Work request: Write every line of the following listing exactly as it reads.

Records shown:

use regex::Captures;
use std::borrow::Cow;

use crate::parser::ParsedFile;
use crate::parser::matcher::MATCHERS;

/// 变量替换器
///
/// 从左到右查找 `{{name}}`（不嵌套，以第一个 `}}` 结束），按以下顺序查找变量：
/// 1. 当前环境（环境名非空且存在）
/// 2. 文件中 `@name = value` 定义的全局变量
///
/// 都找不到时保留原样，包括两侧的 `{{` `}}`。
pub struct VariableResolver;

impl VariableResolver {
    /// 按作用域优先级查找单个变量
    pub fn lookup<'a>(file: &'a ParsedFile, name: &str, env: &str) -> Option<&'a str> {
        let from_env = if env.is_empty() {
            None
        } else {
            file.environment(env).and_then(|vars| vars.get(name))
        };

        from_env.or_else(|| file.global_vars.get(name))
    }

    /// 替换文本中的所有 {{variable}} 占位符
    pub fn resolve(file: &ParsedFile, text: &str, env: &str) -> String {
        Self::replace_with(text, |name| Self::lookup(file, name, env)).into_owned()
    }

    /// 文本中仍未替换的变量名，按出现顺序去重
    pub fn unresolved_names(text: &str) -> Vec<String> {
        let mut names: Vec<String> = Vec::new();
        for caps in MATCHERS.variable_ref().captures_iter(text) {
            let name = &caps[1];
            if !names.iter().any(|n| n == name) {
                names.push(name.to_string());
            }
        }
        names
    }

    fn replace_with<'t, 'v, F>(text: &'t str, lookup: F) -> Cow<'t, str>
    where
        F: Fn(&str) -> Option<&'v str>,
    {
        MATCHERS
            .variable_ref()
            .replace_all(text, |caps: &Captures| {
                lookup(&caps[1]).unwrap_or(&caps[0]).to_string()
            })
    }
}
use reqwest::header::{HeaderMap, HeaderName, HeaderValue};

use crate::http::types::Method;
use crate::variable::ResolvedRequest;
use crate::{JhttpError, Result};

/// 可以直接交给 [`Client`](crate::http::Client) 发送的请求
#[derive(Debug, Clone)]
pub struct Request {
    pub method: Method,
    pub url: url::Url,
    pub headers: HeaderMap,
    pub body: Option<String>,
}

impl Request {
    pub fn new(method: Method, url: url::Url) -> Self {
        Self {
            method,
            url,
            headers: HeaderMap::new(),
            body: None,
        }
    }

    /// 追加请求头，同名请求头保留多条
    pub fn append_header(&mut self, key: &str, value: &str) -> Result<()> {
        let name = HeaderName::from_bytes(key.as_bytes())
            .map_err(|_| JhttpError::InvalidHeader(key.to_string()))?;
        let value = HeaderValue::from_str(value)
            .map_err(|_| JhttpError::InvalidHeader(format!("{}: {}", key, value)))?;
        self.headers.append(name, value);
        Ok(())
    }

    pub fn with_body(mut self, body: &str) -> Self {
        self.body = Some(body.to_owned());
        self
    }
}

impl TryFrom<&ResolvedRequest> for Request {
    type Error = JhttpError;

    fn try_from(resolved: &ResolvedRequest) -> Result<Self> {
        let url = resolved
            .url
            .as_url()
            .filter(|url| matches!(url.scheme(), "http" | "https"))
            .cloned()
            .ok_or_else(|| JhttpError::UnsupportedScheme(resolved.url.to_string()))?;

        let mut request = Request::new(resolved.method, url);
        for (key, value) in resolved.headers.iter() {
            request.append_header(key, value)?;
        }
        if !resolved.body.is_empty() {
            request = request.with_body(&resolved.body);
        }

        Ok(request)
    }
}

Answer to the exercise:
use regex::Captures;
use std::borrow::Cow;

use crate::parser::ParsedFile;
use crate::parser::matcher::MATCHERS;

/// 变量替换器
///
/// 从左到右查找 `{{name}}`（不嵌套，以第一个 `}}` 结束），按以下顺序查找变量：
/// 1. 当前环境（环境名非空且存在）
/// 2. 文件中 `@name = value` 定义的全局变量
///
/// 都找不到时保留原样，包括两侧的 `{{` `}}`。
pub struct VariableResolver;

impl VariableResolver {
    /// 按作用域优先级查找单个变量
    pub fn lookup<'a>(file: &'a ParsedFile, name: &str, env: &str) -> Option<&'a str> {
        let from_env = if env.is_empty() {
            None
        } else {
            file.environment(env).and_then(|vars| vars.get(name))
        };

        from_env.or_else(|| file.global_vars.get(name))
    }

    /// 替换文本中的所有 {{variable}} 占位符
    pub fn resolve(file: &ParsedFile, text: &str, env: &str) -> String {
        Self::replace_with(text, |name| Self::lookup(file, name, env)).into_owned()
    }

    /// 文本中仍未替换的变量名，按出现顺序去重
    pub fn unresolved_names(text: &str) -> Vec<String> {
        let mut names: Vec<String> = Vec::new();
        for caps in MATCHERS.variable_ref().captures_iter(text) {
            let name = &caps[1];
            if !names.iter().any(|n| n == name) {
                names.push(name.to_string());
            }
        }
        names
    }

    fn replace_with<'t, 'v, F>(text: &'t str, lookup: F) -> Cow<'t, str>
    where
        F: Fn(&str) -> Option<&'v str>,
    {
        MATCHERS
            .variable_ref()
            .replace_all(text, |caps: &Captures| {
                lookup(&caps[1]).unwrap_or(&caps[0]).to_string()
            })
    }
}
use reqwest::header::{HeaderMap, HeaderName, HeaderValue};

use crate::http::types::Method;
use crate::variable::ResolvedRequest;
use crate::{JhttpError, Result};

/// 可以直接交给 [`Client`](crate::http::Client) 发送的请求
#[derive(Debug, Clone)]
pub struct Request {
    pub method: Method,
    pub url: url::Url,
    pub headers: HeaderMap,
    pub body: Option<String>,
}

impl Request {
    pub fn new(method: Method, url: url::Url) -> Self {
        Self {
            method,
            url,
            headers: HeaderMap::new(),
            body: None,
        }
    }

    /// 追加请求头，同名请求头保留多条
    pub fn append_header(&mut self, key: &str, value: &str) -> Result<()> {
        let name = HeaderName::from_bytes(key.as_bytes())
            .map_err(|_| JhttpError::InvalidHeader(key.to_string()))?;
        let value = HeaderValue::from_str(value)
            .map_err(|_| JhttpError::InvalidHeader(format!("{}: {}", key, value)))?;
        self.headers.append(name, value);
        Ok(())
    }

    pub fn with_body(mut self, body: &str) -> Self {
        self.body = Some(body.to_owned());
        self
    }
}

impl TryFrom<&ResolvedRequest> for Request {
    type Error = JhttpError;

    fn try_from(resolved: &ResolvedRequest) -> Result<Self> {
        let url = resolved
            .url
            .as_url()
            .filter(|url| matches!(url.scheme(), "http" | "https"))
            .cloned()
            .ok_or_else(|| JhttpError::UnsupportedScheme(resolved.url.to_string()))?;

        let mut request = Request::new(resolved.method, url);
        for (key, value) in resolved.headers.iter() {
            request.append_header(key, value)?;
        }
        if !resolved.body.is_empty() {
            request = request.with_body(&resolved.body);
        }

        Ok(request)
    }
}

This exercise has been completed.